YOUR ASSIGNMENT
Every line containing the string "listener" is to be copied from the records.

RECORDS SHOWN
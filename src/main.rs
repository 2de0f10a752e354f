use chat_relay::app::{create_app, init_tracing};
use chat_relay::config::Config;
use tracing::{error, info};

#[tokio::main]
async fn main() {
    // Initialize tracing/logging
    init_tracing();

    info!("Starting chat relay service...");

    // Load configuration
    let config = Config::from_env();
    info!(
        "Configuration loaded: listening on {}, groq configured: {}",
        config.bind_address(),
        config.groq_api_key.is_some()
    );

    // Create the application
    let app = create_app(&config);

    // Create TCP listener
    let listener = match tokio::net::TcpListener::bind(&config.bind_address()).await {
        Ok(listener) => {
            info!("Server running on {}", config.server_url());
            info!("Chat page: GET /");
            info!("Health check: GET /api/health");
            info!("Chat endpoint: POST /api/chat");
            listener
        }
        Err(e) => {
            error!("Failed to bind to {}: {}", config.bind_address(), e);
            std::process::exit(1);
        }
    };

    // Start the server
    info!("Server starting...");
    if let Err(e) = axum::serve(listener, app).await {
        error!("Server error: {}", e);
    } else {
        info!("Server shutdown gracefully");
    }
}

YOUR RESPONSE
    // Create TCP listener
    let listener = match tokio::net::TcpListener::bind(&config.bind_address()).await {
        Ok(listener) => {
            listener
    if let Err(e) = axum::serve(listener, app).await {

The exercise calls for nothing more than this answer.